Why Cities Want the Olympics

You'd think, given New York's recent, painful experience, that the last thing any city would want to do is put itself through the marathon effort of bidding for the Summer Olympic Games.
July 2007

You'd think, given New York's recent, painful experience, that the last thing any city would want to do is put itself through the marathon effort of bidding for the Summer Olympic Games. But, of course, you'd be wrong. Cities are already gathering at the 2016 starting line. The likeliest place for bids to come undone is over the showcase stadium. Even with new sports stadiums, most cities don't have a facility big enough for Olympic-size track-and-field events, so they have to build one. And, as everyone knows, the politics of building stadiums is as tough as any in big cities today. Quite a few places seem crazy enough to go through this misery. Chicago, Philadelphia, Houston, Los Angeles and San Francisco are among those showing a serious interest because, for all the expense and grief, the Olympics is seen as the ultimate urban showcase. But there's also a side benefit. Like other high-stakes urban endeavors (think of a Super Bowl or national political convention), an Olympics creates a deadline that helps cities push through improvements that might have taken decades otherwise, if they were undertaken at all. In addition to building a stadium, Atlanta, home to the 1996 Olympics, created a major downtown park, spruced up streets and developed a handful of other venues.
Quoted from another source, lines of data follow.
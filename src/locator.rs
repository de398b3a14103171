//! # Target Locator
//!
//! Parses addressing strings like `file.py::Class::method#L10-L15` into a
//! structured [`TargetReference`]. Pure function of its input; the file is
//! not touched here.
//!
//! Grammar:
//!
//! ```text
//! <file_path>[::<class>[::<method>[::<symbol>]]][#L<start>[-L<end>]]
//! ```

use std::path::PathBuf;
use std::sync::OnceLock;

use regex::Regex;

use crate::errors::{RefactorError, Result};

/// A structured refactoring target address.
///
/// Constructed once per invocation from the raw addressing string, immutable
/// afterwards, and consumed by the tree navigator.
#[derive(Debug, Clone, PartialEq, Eq)]
pub struct TargetReference {
    pub file_path: PathBuf,
    pub class_name: Option<String>,
    pub method_name: Option<String>,
    pub symbol_name: Option<String>,
    /// 1-based, inclusive
    pub line_start: Option<u32>,
    /// 1-based, inclusive; always >= `line_start` when set
    pub line_end: Option<u32>,
}

impl TargetReference {
    /// Parse a raw addressing string.
    ///
    /// A single line suffix `#L10` sets both ends of the span to 10; a range
    /// `#L10-L15` sets them independently.
    pub fn parse(raw: &str) -> Result<Self> {
        // Isolate the optional line-range suffix first so `#` never collides
        // with path or name segments.
        let (path_part, line_suffix) = match raw.split_once('#') {
            Some((head, tail)) => (head, Some(tail)),
            None => (raw, None),
        };

        let (line_start, line_end) = match line_suffix {
            Some(suffix) => parse_line_suffix(suffix)?,
            None => (None, None),
        };

        let segments: Vec<&str> = path_part.split("::").collect();
        if segments.len() > 4 {
            return Err(RefactorError::Addressing(format!(
                "too many path segments in '{raw}'"
            )));
        }
        if segments[0].is_empty() {
            return Err(RefactorError::Addressing(format!(
                "missing file path in '{raw}'"
            )));
        }

        let named = |idx: usize| -> Option<String> {
            segments
                .get(idx)
                .filter(|s| !s.is_empty())
                .map(|s| s.to_string())
        };

        // Segments are positional: file, class, method, symbol. A target like
        // `file.py::calculate` addresses a module-level function, which the
        // navigator resolves when the class lookup comes up empty.
        let reference = TargetReference {
            file_path: PathBuf::from(segments[0]),
            class_name: named(1),
            method_name: named(2),
            symbol_name: named(3),
            line_start,
            line_end,
        };

        if reference.symbol_name.is_some() && reference.method_name.is_none() {
            return Err(RefactorError::Addressing(format!(
                "symbol segment requires a method segment in '{raw}'"
            )));
        }

        Ok(reference)
    }

    pub fn has_line_span(&self) -> bool {
        self.line_start.is_some()
    }
}

fn line_suffix_regex() -> &'static Regex {
    static RE: OnceLock<Regex> = OnceLock::new();
    RE.get_or_init(|| Regex::new(r"^L(\d+)(?:-L(\d+))?$").unwrap())
}

fn parse_line_suffix(suffix: &str) -> Result<(Option<u32>, Option<u32>)> {
    let captures = line_suffix_regex().captures(suffix).ok_or_else(|| {
        RefactorError::Addressing(format!("invalid line range '#{suffix}'"))
    })?;

    let start: u32 = captures[1]
        .parse()
        .map_err(|_| RefactorError::Addressing(format!("invalid line range '#{suffix}'")))?;
    let end: u32 = match captures.get(2) {
        Some(m) => m
            .as_str()
            .parse()
            .map_err(|_| RefactorError::Addressing(format!("invalid line range '#{suffix}'")))?,
        None => start,
    };

    if start == 0 || end < start {
        return Err(RefactorError::Addressing(format!(
            "invalid line range '#{suffix}'"
        )));
    }

    Ok((Some(start), Some(end)))
}

#[cfg(test)]
mod tests {
    use super::*;

    #[test]
    fn test_file_only() {
        let r = TargetReference::parse("src/order.py").unwrap();
        assert_eq!(r.file_path, PathBuf::from("src/order.py"));
        assert!(r.class_name.is_none());
        assert!(r.method_name.is_none());
        assert!(!r.has_line_span());
    }

    #[test]
    fn test_full_address() {
        let r = TargetReference::parse("order.py::Order::print_owing::amount#L10-L15").unwrap();
        assert_eq!(r.class_name.as_deref(), Some("Order"));
        assert_eq!(r.method_name.as_deref(), Some("print_owing"));
        assert_eq!(r.symbol_name.as_deref(), Some("amount"));
        assert_eq!(r.line_start, Some(10));
        assert_eq!(r.line_end, Some(15));
    }

    #[test]
    fn test_single_line_sets_both_ends() {
        let r = TargetReference::parse("order.py::Order::print_owing#L10").unwrap();
        assert_eq!(r.line_start, Some(10));
        assert_eq!(r.line_end, Some(10));
    }

    #[test]
    fn test_parsing_is_deterministic() {
        let a = TargetReference::parse("order.py::Order::print_owing#L6-L8").unwrap();
        let b = TargetReference::parse("order.py::Order::print_owing#L6-L8").unwrap();
        assert_eq!(a, b);
    }

    #[test]
    fn test_inverted_range_rejected() {
        let err = TargetReference::parse("file.py::Class::method#L5-L3").unwrap_err();
        assert!(matches!(err, RefactorError::Addressing(_)));
        assert!(err.to_string().contains("invalid line range"));
    }

    #[test]
    fn test_non_numeric_range_rejected() {
        let err = TargetReference::parse("file.py::Class::method#Lten").unwrap_err();
        assert!(matches!(err, RefactorError::Addressing(_)));
    }

    #[test]
    fn test_zero_line_rejected() {
        let err = TargetReference::parse("file.py#L0").unwrap_err();
        assert!(matches!(err, RefactorError::Addressing(_)));
    }

    #[test]
    fn test_too_many_segments() {
        let err = TargetReference::parse("a.py::B::c::d::e").unwrap_err();
        assert!(err.to_string().contains("too many path segments"));
    }

    #[test]
    fn test_missing_file_path() {
        let err = TargetReference::parse("::Order::total").unwrap_err();
        assert!(err.to_string().contains("missing file path"));
    }

    #[test]
    fn test_symbol_requires_method() {
        // Four segments with an empty method slot cannot address a symbol.
        let err = TargetReference::parse("a.py::Order::::temp").unwrap_err();
        assert!(matches!(err, RefactorError::Addressing(_)));
    }

    #[test]
    fn test_module_level_function() {
        let r = TargetReference::parse("calc.py::compute_total#L3-L4").unwrap();
        // Second segment is positionally a class name; the navigator falls
        // back to module-level function lookup when no class matches.
        assert_eq!(r.class_name.as_deref(), Some("compute_total"));
        assert_eq!(r.line_start, Some(3));
    }
}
If you're a really bad driver, you may want to avoid the Chicago suburb of Lake in the Hills. It's considering charging motorists' insurance companies when the police respond to a traffic accident. If it does levy a fee for police services, it won't be the first to do so. About 50 cities and small towns around the country charge insurance companies for police officers' time when they show up at traffic accidents, the Chicago Tribune reported recently. One reason is that in some of these cities, a majority of accidents involve out- of-town drivers. The governments view their fees as a way of passing along the cost, since passers-by don't pay the taxes that support local police departments. If this sounds vaguely familiar, it's because charging for misfortune is common among city-owned ambulance services. The twist in Lake in the Hills: It would charge only out-of- towners, not residents, for police services. Given the town's location, on several commuting routes to Interstate 90, responding to several hundred fender benders a year "is really a disproportionate drain on our resources," the town attorney told the Tribune. Not surprisingly, insurance companies have responded coolly to the idea.


Some neighborhoods attract an unusual number of small-time entrepreneurs. One reason seems to be that, for all their independent ways, the self-employed like to hang out together. One such neighborhood is Keswick in Baltimore, although few call it that. Most residents call it Alonsoville, after a popular bar and grill called Alonso's. But they really ought to call it Evergreen, which is the name of a coffee shop where many of the solos meet each morning to talk about business. According to the Baltimore Sun, nearly a third of the homes in Alonsoville have at least one business owner, which is more than twice the national rate. Part of the attraction seems to be the neighborhood itself, a place of ample, older homes that, until recently, were still moderately priced--residences that might be pleasant to work in as well as live. The mixed-use nature of the neighborhood is a draw, with small office buildings, stores and restaurants serving as gathering places. But a big part seems to be the presence of the other solos. That is key because it's lonely being on your own. Hence, the importance of morning coffee at the Evergreen.